La debolezza dell’istruzione italiana non si limita alla capacità di comprensione. Si riflette soprattutto sull’ascensore sociale, che di fatto resta fermo. Solo il 15% dei ragazzi con genitori senza diploma riesce a completare il ciclo di studi secondario. Il confronto con chi proviene da famiglie più istruite è impietoso: il 63% dei giovani con almeno un genitore laureato consegue a sua volta un titolo. Il divario italiano è di 48 punti percentuali, più alto della media Ocse (44 punti).
Il rapporto sottolinea che, se da un lato diminuisce la quota di giovani adulti senza diploma – dal 24% del 2019 al 19% del 2024 – dall’altro i progressi restano troppo lenti. La media Ocse è ferma al 13%. Ancora più evidente il ritardo negli studi universitari. In Italia solo il 20% delle matricole sceglie di prendersi un anno sabbatico prima di iscriversi, contro il 44% della media Ocse. Un dato che riflette un approccio diverso, meno flessibile, al percorso di studi.
Le donne, tradizionalmente più costanti nello studio, in Italia registrano numeri inferiori rispetto al resto dell’area Ocse. Qui il 61% delle iscritte completa il percorso triennale, contro il 51% degli uomini: un divario di 10 punti, ma comunque dodici in meno della media internazionale. Il rischio di abbandono resta alto: circa il 13% delle matricole italiane lascia l’università dopo il primo anno, in linea con la media Ocse. A incidere, secondo il rapporto, sono l’assenza di un orientamento adeguato e un sostegno insufficiente nella fase di transizione.

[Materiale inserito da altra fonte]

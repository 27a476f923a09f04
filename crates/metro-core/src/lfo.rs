//! Sub-audio oscillator behind track wobble, squeal pulsing and relay gating.

use core::f32::consts::TAU;
use libm::sinf;

/// Shape of one LFO cycle.
#[derive(Clone, Copy, Debug, Default, PartialEq, Eq)]
pub enum LfoWaveform {
    /// Smooth swing; bogie sway and hull vibration.
    #[default]
    Sine,
    /// Linear up and down.
    Triangle,
    /// Rising ramp with a snap back.
    Saw,
    /// On/off gating, e.g. compressor cycling.
    Square,
}

impl LfoWaveform {
    /// Bipolar value at `phase` in [0, 1).
    #[inline]
    pub fn at(self, phase: f32) -> f32 {
        match self {
            LfoWaveform::Sine => sinf(phase * TAU),
            LfoWaveform::Triangle => 1.0 - 4.0 * (phase - 0.5).abs(),
            LfoWaveform::Saw => 2.0 * phase - 1.0,
            LfoWaveform::Square if phase < 0.5 => 1.0,
            LfoWaveform::Square => -1.0,
        }
    }
}

/// Phase-accumulating low-frequency oscillator.
///
/// Rates run from a fraction of a hertz (carrier wander) to a few tens of
/// hertz (squeal pulsing). Output is bipolar in [-1, 1].
///
/// ```rust
/// use metro_core::{Lfo, LfoWaveform};
///
/// let mut sway = Lfo::new(44100.0, 3.0).with_waveform(LfoWaveform::Triangle);
/// assert!((-1.0..=1.0).contains(&sway.next()));
/// ```
#[derive(Debug, Clone)]
pub struct Lfo {
    phase: f32,
    step: f32,
    waveform: LfoWaveform,
}

impl Lfo {
    /// Sine LFO at `rate_hz`, starting at phase 0.
    pub fn new(sample_rate: f32, rate_hz: f32) -> Self {
        Self {
            phase: 0.0,
            step: (rate_hz / sample_rate).abs(),
            waveform: LfoWaveform::Sine,
        }
    }

    /// Use another cycle shape.
    pub fn with_waveform(mut self, waveform: LfoWaveform) -> Self {
        self.waveform = waveform;
        self
    }

    /// Start at `phase` (wrapped into [0, 1)); 0.5 is half a cycle in.
    pub fn with_phase(mut self, phase: f32) -> Self {
        self.phase = phase.rem_euclid(1.0);
        self
    }

    /// Current value, then advance one sample.
    #[inline]
    pub fn next(&mut self) -> f32 {
        let out = self.waveform.at(self.phase);
        self.phase = (self.phase + self.step).fract();
        out
    }

    /// Like [`next`](Self::next), mapped to [0, 1].
    #[inline]
    pub fn next_unipolar(&mut self) -> f32 {
        0.5 * (self.next() + 1.0)
    }
}

#[cfg(test)]
mod tests {
    use super::*;

    const SR: f32 = 44100.0;

    #[test]
    fn three_hertz_sway_repeats_each_third_of_a_second() {
        let mut lfo = Lfo::new(SR, 3.0);
        let period = (SR / 3.0) as usize;
        let first: Vec<f32> = (0..64).map(|_| lfo.next()).collect();
        for _ in 64..period {
            lfo.next();
        }
        let again: Vec<f32> = (0..64).map(|_| lfo.next()).collect();
        for (a, b) in first.iter().zip(&again) {
            assert!((a - b).abs() < 1e-3);
        }
    }

    #[test]
    fn every_shape_stays_bipolar() {
        for waveform in [
            LfoWaveform::Sine,
            LfoWaveform::Triangle,
            LfoWaveform::Saw,
            LfoWaveform::Square,
        ] {
            let mut lfo = Lfo::new(SR, 7.0).with_waveform(waveform);
            for _ in 0..10_000 {
                let v = lfo.next();
                assert!((-1.0..=1.0).contains(&v), "{waveform:?} gave {v}");
            }
        }
    }

    #[test]
    fn triangle_hits_its_corners() {
        let t = LfoWaveform::Triangle;
        assert!((t.at(0.0) + 1.0).abs() < 1e-6);
        assert!((t.at(0.25)).abs() < 1e-6);
        assert!((t.at(0.5) - 1.0).abs() < 1e-6);
        assert!((t.at(0.75)).abs() < 1e-6);
    }

    #[test]
    fn half_cycle_offset_inverts_a_sine() {
        let mut a = Lfo::new(SR, 2.0).with_phase(0.25);
        let mut b = Lfo::new(SR, 2.0).with_phase(0.75);
        assert!((a.next() + b.next()).abs() < 1e-5);
    }

    #[test]
    fn square_gate_spends_half_the_time_open() {
        let mut gate = Lfo::new(SR, 1.0).with_waveform(LfoWaveform::Square);
        let open = (0..44100).filter(|_| gate.next_unipolar() > 0.5).count();
        assert!((open as i32 - 22050).abs() < 10);
    }
}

Un capitolo a parte è quello della pandemia. Il Covid ha avuto un effetto paradossale sugli studenti universitari italiani: i tassi di completamento dei trienni, previsti per il 2020, sono aumentati di 17 punti rispetto a tre anni prima, passando dal 21% al 37%. Un incremento attribuito a politiche emergenziali che hanno facilitato la chiusura dei percorsi formativi. Altro punto critico è la mobilità internazionale. Mentre in tutta l’area Ocse cresce la percentuale di studenti stranieri, in Italia si registra un calo: dal 5,6% del 2018 al 4,8% del 2023. A frenare, secondo gli analisti, sono la scarsa attrattività del sistema e le difficoltà burocratiche.
Il nodo centrale resta però quello degli investimenti. L’Italia destina all’istruzione, dal livello primario a quello terziario, il 3,9% del Pil, contro il 4,7% della media Ocse. Un differenziale che pesa su strutture, programmi e qualità complessiva del percorso scolastico. Nonostante questo, le tasse universitarie rimangono identiche per studenti italiani e stranieri, senza differenziazioni, a differenza di quanto avviene in altri Paesi dove i fuori sede pagano molto di più.
Il quadro tracciato da Education at a glance 2025 non lascia spazio a interpretazioni ottimistiche. Il sistema scolastico italiano continua a produrre disuguaglianze e a restare indietro sugli standard internazionali. In un Paese dove la percentuale di popolazione a rischio povertà o esclusione sociale è strettamente legata al livello di istruzione, la fotografia dell’Ocse è più che un campanello d’allarme: è la conferma che il futuro passa, inevitabilmente, dalle aule scolastiche.